La nube entró por la punta del cementerio y pasó atronando con un ruido de cascos y monturas y jadeos que venía de adentro, y cuando paró frente al almacén de Centurión, salieron de ella cinco jinetes. Cinco. Uno de traje negro como el maestro Cernuda, con un sombrero aludo que le echaba sombra, y que saltó del caballo girando sobre la silla, cayendo sencillo en dos piernas, de una vez, y entró en el almacén medio de apuro, sin visuales. Otro con un capote de agua y unas botas de goma, prendas que aquí no se invisten, y una cara cubierta de granos tan gruesos como garbanzos. Y otro señor, muy diputado, de más edad, pequeño, con un panamá alerudo y un maletín, que descabalgó también. Los otros dos, bien de espanto, con máuseres y cananas y unos machetes en vainas sin curtir, engrasadas, con cachas de hueso, tres remaches y pomo de bronce, quedaron en las cabalgaduras por los infragantis. Traían un caballo con carga. Dos alforjas a los lados, una caja atravesada en la montura y un caño de latón con peana amarrado a la caja.

Andaban de mapa. Preguntaron por Manzano, Unión, Las Vacas, Tres Cruces, Portillo, Alacrán. Rumbitos. Bebieron ginebra con jengibre y un chorro de limón, y preguntaban de gusto, nombres nomás, y Centurión glosaba, y después levantaron viaje, se los llevó la nube, todo textual, en acta constatado por Farseto enteramente visual.

El Expreso pasó el viernes con seis rurales a bordo en uniforme de patria. Bajaron a mear con los Mannlicher en bandolera, el cabo se echó una caña y siguieron viaje. El maestro Cernuda quedó en la puerta de la escuela con un discurso en la mano que agarró del montón que guardaba en una caja.

Esto sucedió de seguido, entre jueves y viernes. Y era bastante para una semana, aun para un año. Pero no habían pasado dos días, que el lunes por la tarde vieron otra nubecita, siempre del mismo lado. No era de tamaño. Más bien de jinete, pero sobre dudoso caballo, porque era un chorro de polvo parejo, finito, que levantaba poco.

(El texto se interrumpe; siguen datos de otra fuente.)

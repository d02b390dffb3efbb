pub mod analysis;
pub mod opportunity;
use crate::config::Config;
use crate::opportunities::store::OpportunityStore;

/// Shared application state injected into all route handlers via Axum
/// extractors. Everything here is read-only after startup, so cloning per
/// request needs no coordination.
#[derive(Clone)]
pub struct AppState {
    pub store: OpportunityStore,
    pub config: Config,
}
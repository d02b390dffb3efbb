//! Opportunity catalog — a fixed in-memory table seeded once at process start.
//!
//! There is deliberately no create/update/delete path: the catalog is read-only
//! for the process lifetime, so handlers can share it without coordination.

use std::sync::Arc;

use crate::models::opportunity::{Opportunity, OpportunityType};

/// Read-only catalog of opportunities. Cloning is cheap (shared allocation),
/// so it rides along in `AppState` across handler invocations.
#[derive(Debug, Clone)]
pub struct OpportunityStore {
    records: Arc<[Opportunity]>,
}

impl OpportunityStore {
    /// Builds the fixed six-record catalog. Insertion order is part of the
    /// contract: listing and recommendation both preserve it.
    pub fn seed() -> Self {
        let records = vec![
            record(
                1,
                OpportunityType::Competition,
                "Google Code Jam 2025",
                &["coding", "software", "engineering"],
                "http://example.com/codejam",
                "Global online coding competition. Solve algorithmic challenges.",
            ),
            record(
                2,
                OpportunityType::Internship,
                "Product Manager Intern",
                &["product management", "business", "strategy"],
                "http://example.com/pm-intern",
                "Help define product roadmaps and strategy.",
            ),
            record(
                3,
                OpportunityType::Webinar,
                "Intro to AI/ML",
                &["ai", "machine learning", "data science"],
                "http://example.com/ai-webinar",
                "Learn the fundamentals of Artificial Intelligence from industry experts.",
            ),
            record(
                4,
                OpportunityType::CommunityService,
                "Local Park Cleanup",
                &["environment", "community", "volunteering"],
                "http://example.com/park-cleanup",
                "Join us to help clean and preserve our local green spaces.",
            ),
            record(
                5,
                OpportunityType::Internship,
                "Software Engineer Intern",
                &["coding", "software", "engineering", "javascript"],
                "http://example.com/swe-intern",
                "Work on a real-world software project using modern web technologies.",
            ),
            record(
                6,
                OpportunityType::OnlineCourse,
                "Advanced JavaScript",
                &["javascript", "coding", "web development"],
                "http://example.com/js-course",
                "Deep dive into asynchronous JavaScript, closures, and more.",
            ),
        ];

        Self {
            records: records.into(),
        }
    }

    /// Full catalog in insertion order. Unfiltered on every call.
    pub fn list(&self) -> &[Opportunity] {
        &self.records
    }
}

fn record(
    id: u32,
    kind: OpportunityType,
    title: &str,
    keywords: &[&str],
    url: &str,
    description: &str,
) -> Opportunity {
    Opportunity {
        id,
        kind,
        title: title.to_string(),
        keywords: keywords.iter().map(|k| k.to_string()).collect(),
        url: url.to_string(),
        description: description.to_string(),
    }
}

#[cfg(test)]
mod tests {
    use super::*;

    #[test]
    fn test_seed_has_six_records_in_id_order() {
        let store = OpportunityStore::seed();
        let ids: Vec<u32> = store.list().iter().map(|op| op.id).collect();
        assert_eq!(ids, vec![1, 2, 3, 4, 5, 6]);
    }

    #[test]
    fn test_first_record_is_the_competition() {
        let store = OpportunityStore::seed();
        let first = &store.list()[0];
        assert_eq!(first.id, 1);
        assert_eq!(first.kind, OpportunityType::Competition);
        assert_eq!(first.title, "Google Code Jam 2025");
    }

    #[test]
    fn test_repeated_listing_returns_identical_records() {
        let store = OpportunityStore::seed();
        assert_eq!(store.list(), store.list());
        assert_eq!(store.list().len(), 6);
    }

    #[test]
    fn test_seeded_keywords_are_lowercase() {
        // The matching rule lowercases tokens once; seeded tags must already
        // be lowercase for the equality test to behave as a set intersection.
        let store = OpportunityStore::seed();
        for op in store.list() {
            for kw in &op.keywords {
                assert_eq!(
                    kw,
                    &kw.to_lowercase(),
                    "keyword {kw:?} on opportunity {} is not lowercase",
                    op.id
                );
            }
        }
    }

    #[test]
    fn test_clones_share_the_same_catalog() {
        let store = OpportunityStore::seed();
        let clone = store.clone();
        assert_eq!(store.list(), clone.list());
    }
}
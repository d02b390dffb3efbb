use anyhow::{Context, Result};

/// Application configuration loaded from environment variables.
/// Every variable has a default, so a bare `cargo run` serves locally.
#[derive(Debug, Clone)]
pub struct Config {
    /// Listen port. The deployment platform sets `PORT`; 3001 locally.
    pub port: u16,
    pub rust_log: String,
    /// Directory holding the built SPA assets served behind the API routes.
    pub static_dir: String,
}

impl Config {
    pub fn from_env() -> Result<Self> {
        dotenvy::dotenv().ok(); // load .env if present; ignore if missing

        Ok(Config {
            port: std::env::var("PORT")
                .unwrap_or_else(|_| "3001".to_string())
                .parse::<u16>()
                .context("PORT must be a valid port number")?,
            rust_log: std::env::var("RUST_LOG").unwrap_or_else(|_| "info".to_string()),
            static_dir: std::env::var("STATIC_DIR").unwrap_or_else(|_| "build".to_string()),
        })
    }
}
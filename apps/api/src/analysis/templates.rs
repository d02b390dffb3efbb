// Static analyzer content. The analyzer is deterministic by design: every
// response carries these fixed blocks, with only the dream-job phrase
// interpolated into the summary template.

/// Role phrase used when the request leaves `dreamJob` blank or absent.
pub const FALLBACK_DREAM_JOB: &str = "a top professional role";

/// Skills the diagnostic always reports as found. Also feeds the
/// recommendation token set, so these must stay lowercase.
pub const FOUND_SKILLS: &[&str] = &["javascript", "react"];

/// Phrases the diagnostic always flags as weak.
pub const WEAK_PHRASES: &[&str] = &["Responsible for"];

/// The five fixed improvement tips returned with every analysis, in order.
pub const SUGGESTIONS: &[&str] = &[
    "ATS Keyword Optimization: Your resume should include keywords from the job description. \
     For a 'Software Engineer' role, add terms like 'API', 'backend', 'frontend', 'testing', \
     and specific frameworks.",
    "Use Action Verbs: Replace passive phrases like 'responsible for' with powerful action \
     verbs like 'Engineered', 'Architected', 'Developed', 'Optimized', or 'Managed'.",
    "Quantify Achievements: Instead of saying you 'improved performance', say you 'Optimized \
     database queries, resulting in a 30% reduction in page load time'. Numbers make your \
     impact clear.",
    "Employ the STAR Method: Structure your experience bullet points using the Situation, \
     Task, Action, Result (STAR) method to create compelling stories of your accomplishments.",
    "File Format: Always submit your resume as a PDF file to preserve formatting, unless the \
     application specifically requests a .docx file.",
];

/// Header block of the rewritten resume.
pub const RESUME_HEADER: &str =
    "Firstname Lastname\n(123) 456-780 | professional.email@example.com | linkedin.com/in/yourprofile";

/// Summary template. Replace `{dream_job}` before returning.
pub const SUMMARY_TEMPLATE: &str =
    "A results-driven professional with skills in JavaScript and React. Seeking to leverage \
     these abilities in a {dream_job} role to build and optimize impactful software solutions.";

/// Experience bullets of the rewritten resume.
pub const RESUME_EXPERIENCE: &[&str] = &[
    "Engineered a full-stack e-commerce platform using the MERN stack, resulting in a 15% \
     increase in user engagement.",
    "Developed and integrated a RESTful API for payment processing, handling over 1,000 \
     transactions per day.",
];

/// Skills block of the rewritten resume.
pub const RESUME_SKILLS: &str =
    "Technical Skills: JavaScript (ES6+), React, Node.js, Express, MongoDB\n\
     Soft Skills: Agile Methodologies, Problem-Solving, Team Collaboration";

Farseto achicó los ojos y dijo:

—Es un tipo en bicicleta.

Tampoco le creyeron. En Tapado nunca se vieron esas invenciones. Farseto tenía la vista legañosa y por lo general veía otras sustancias, que era para lo que servía, «Pomberos», «Sampasukas», «Basiliscos» y otras encarnaciones.

Cuando encaró la punta vieron que era un tipo que se transportaba muy derecho por el aire sobre dos redondos chorros de arena. Traía un brazo en alto. Casi al mismo tiempo oyeron esos golpecitos, como tales, pero no exactamente, un temblor de hojas, un batimiento de alas, primero encimado al apretón de la arena, mezclado, pero en seguida se remontó, sobrevino, salía del hombre.